#### [WHAT IS EXPECTED]
Scan the records below. Copy every line in which the word "POST" appears.

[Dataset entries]
------------------------------
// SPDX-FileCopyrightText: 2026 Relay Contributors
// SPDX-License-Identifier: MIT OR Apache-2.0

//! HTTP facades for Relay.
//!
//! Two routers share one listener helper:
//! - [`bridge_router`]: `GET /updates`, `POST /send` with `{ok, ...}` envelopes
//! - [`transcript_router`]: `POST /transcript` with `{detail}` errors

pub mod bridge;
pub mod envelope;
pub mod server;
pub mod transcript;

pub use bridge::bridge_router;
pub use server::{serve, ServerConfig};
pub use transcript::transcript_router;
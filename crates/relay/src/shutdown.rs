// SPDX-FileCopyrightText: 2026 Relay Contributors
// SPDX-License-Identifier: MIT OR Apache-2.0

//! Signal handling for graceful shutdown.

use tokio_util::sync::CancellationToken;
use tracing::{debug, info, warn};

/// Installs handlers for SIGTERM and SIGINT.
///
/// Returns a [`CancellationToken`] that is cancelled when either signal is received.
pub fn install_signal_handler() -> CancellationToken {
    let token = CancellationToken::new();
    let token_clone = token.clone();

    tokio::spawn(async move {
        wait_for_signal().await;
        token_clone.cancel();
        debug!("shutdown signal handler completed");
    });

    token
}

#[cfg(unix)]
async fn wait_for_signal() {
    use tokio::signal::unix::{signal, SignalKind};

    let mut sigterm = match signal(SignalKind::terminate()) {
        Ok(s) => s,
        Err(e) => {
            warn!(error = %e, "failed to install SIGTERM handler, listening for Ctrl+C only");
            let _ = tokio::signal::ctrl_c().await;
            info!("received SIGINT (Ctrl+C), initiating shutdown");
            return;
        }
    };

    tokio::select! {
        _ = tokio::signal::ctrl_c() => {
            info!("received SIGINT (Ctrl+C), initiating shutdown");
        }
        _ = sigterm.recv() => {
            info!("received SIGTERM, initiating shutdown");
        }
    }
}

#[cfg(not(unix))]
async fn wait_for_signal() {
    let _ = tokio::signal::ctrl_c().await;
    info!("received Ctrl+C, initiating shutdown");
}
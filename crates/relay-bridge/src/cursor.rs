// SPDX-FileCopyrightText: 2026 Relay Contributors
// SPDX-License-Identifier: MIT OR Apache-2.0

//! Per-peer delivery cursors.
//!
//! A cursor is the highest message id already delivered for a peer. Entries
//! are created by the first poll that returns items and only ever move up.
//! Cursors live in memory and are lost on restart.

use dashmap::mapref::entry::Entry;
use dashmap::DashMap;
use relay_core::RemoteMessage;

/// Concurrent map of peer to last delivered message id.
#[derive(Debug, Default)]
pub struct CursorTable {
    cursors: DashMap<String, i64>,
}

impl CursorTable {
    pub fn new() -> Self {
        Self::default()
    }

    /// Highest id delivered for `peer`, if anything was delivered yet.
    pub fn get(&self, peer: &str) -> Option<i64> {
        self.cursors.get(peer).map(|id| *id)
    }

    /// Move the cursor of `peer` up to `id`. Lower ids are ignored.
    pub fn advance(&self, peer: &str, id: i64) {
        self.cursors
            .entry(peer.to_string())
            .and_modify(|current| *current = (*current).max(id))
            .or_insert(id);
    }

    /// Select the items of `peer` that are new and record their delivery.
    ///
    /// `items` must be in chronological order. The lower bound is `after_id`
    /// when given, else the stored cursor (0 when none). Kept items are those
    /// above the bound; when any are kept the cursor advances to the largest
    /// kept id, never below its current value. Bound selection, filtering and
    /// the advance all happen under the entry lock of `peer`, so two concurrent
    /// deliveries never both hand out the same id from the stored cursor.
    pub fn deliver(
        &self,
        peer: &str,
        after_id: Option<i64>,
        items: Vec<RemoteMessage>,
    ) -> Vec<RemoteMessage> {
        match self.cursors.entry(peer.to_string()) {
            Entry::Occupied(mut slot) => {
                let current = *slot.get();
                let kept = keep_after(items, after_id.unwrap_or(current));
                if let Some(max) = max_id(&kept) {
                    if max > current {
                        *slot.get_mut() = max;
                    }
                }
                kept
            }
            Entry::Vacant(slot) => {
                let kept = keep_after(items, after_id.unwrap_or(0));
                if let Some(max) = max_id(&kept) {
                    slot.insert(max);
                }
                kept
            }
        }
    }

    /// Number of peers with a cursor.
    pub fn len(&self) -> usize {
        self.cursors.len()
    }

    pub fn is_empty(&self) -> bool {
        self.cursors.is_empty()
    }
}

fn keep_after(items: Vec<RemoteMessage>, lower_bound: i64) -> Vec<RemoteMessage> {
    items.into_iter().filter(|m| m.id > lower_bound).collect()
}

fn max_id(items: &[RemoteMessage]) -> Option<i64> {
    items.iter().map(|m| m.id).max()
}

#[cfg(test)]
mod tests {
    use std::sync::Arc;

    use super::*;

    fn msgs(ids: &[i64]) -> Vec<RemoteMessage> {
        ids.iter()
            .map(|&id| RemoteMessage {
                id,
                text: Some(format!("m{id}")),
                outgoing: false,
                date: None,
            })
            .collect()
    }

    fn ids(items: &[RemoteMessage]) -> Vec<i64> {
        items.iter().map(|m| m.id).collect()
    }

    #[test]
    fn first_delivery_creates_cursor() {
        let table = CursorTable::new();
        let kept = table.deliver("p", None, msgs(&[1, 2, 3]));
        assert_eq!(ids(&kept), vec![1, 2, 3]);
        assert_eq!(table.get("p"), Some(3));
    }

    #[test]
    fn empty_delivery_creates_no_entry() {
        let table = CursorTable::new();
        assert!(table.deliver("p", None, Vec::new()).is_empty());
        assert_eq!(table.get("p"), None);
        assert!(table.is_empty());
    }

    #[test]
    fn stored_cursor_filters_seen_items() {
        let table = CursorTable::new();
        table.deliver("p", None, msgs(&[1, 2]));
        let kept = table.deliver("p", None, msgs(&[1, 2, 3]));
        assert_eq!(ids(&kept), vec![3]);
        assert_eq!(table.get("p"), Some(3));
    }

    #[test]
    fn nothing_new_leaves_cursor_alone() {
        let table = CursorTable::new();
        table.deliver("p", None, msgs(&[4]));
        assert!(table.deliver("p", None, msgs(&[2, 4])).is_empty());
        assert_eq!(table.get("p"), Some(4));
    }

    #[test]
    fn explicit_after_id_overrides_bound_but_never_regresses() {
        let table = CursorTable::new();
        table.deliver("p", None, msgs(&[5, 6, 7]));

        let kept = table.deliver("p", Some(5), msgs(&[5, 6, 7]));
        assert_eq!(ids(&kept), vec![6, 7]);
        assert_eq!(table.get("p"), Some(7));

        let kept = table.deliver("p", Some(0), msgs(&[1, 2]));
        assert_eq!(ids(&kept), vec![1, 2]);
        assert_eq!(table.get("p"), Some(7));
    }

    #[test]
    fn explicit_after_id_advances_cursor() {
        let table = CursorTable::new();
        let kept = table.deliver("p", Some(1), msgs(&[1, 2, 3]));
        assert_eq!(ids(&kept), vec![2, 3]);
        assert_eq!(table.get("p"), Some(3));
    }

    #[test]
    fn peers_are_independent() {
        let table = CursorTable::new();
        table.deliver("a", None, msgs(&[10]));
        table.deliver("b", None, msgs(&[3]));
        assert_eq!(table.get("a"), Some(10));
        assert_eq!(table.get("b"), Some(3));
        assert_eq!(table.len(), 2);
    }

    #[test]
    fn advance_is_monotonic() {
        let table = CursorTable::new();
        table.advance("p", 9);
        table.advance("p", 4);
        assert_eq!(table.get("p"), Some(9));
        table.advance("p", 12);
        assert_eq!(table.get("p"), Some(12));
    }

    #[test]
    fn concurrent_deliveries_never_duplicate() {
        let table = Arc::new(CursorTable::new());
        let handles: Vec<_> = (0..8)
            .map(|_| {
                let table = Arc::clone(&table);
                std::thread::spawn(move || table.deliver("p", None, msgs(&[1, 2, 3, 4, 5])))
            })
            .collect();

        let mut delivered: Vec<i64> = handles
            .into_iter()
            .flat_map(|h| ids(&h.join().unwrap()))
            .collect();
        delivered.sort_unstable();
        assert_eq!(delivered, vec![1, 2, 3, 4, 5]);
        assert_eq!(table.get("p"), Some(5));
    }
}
------------------------------
#### [RESPONSE TO THE TASK]
//! - [`bridge_router`]: `GET /updates`, `POST /send` with `{ok, ...}` envelopes
//! - [`transcript_router`]: `POST /transcript` with `{detail}` errors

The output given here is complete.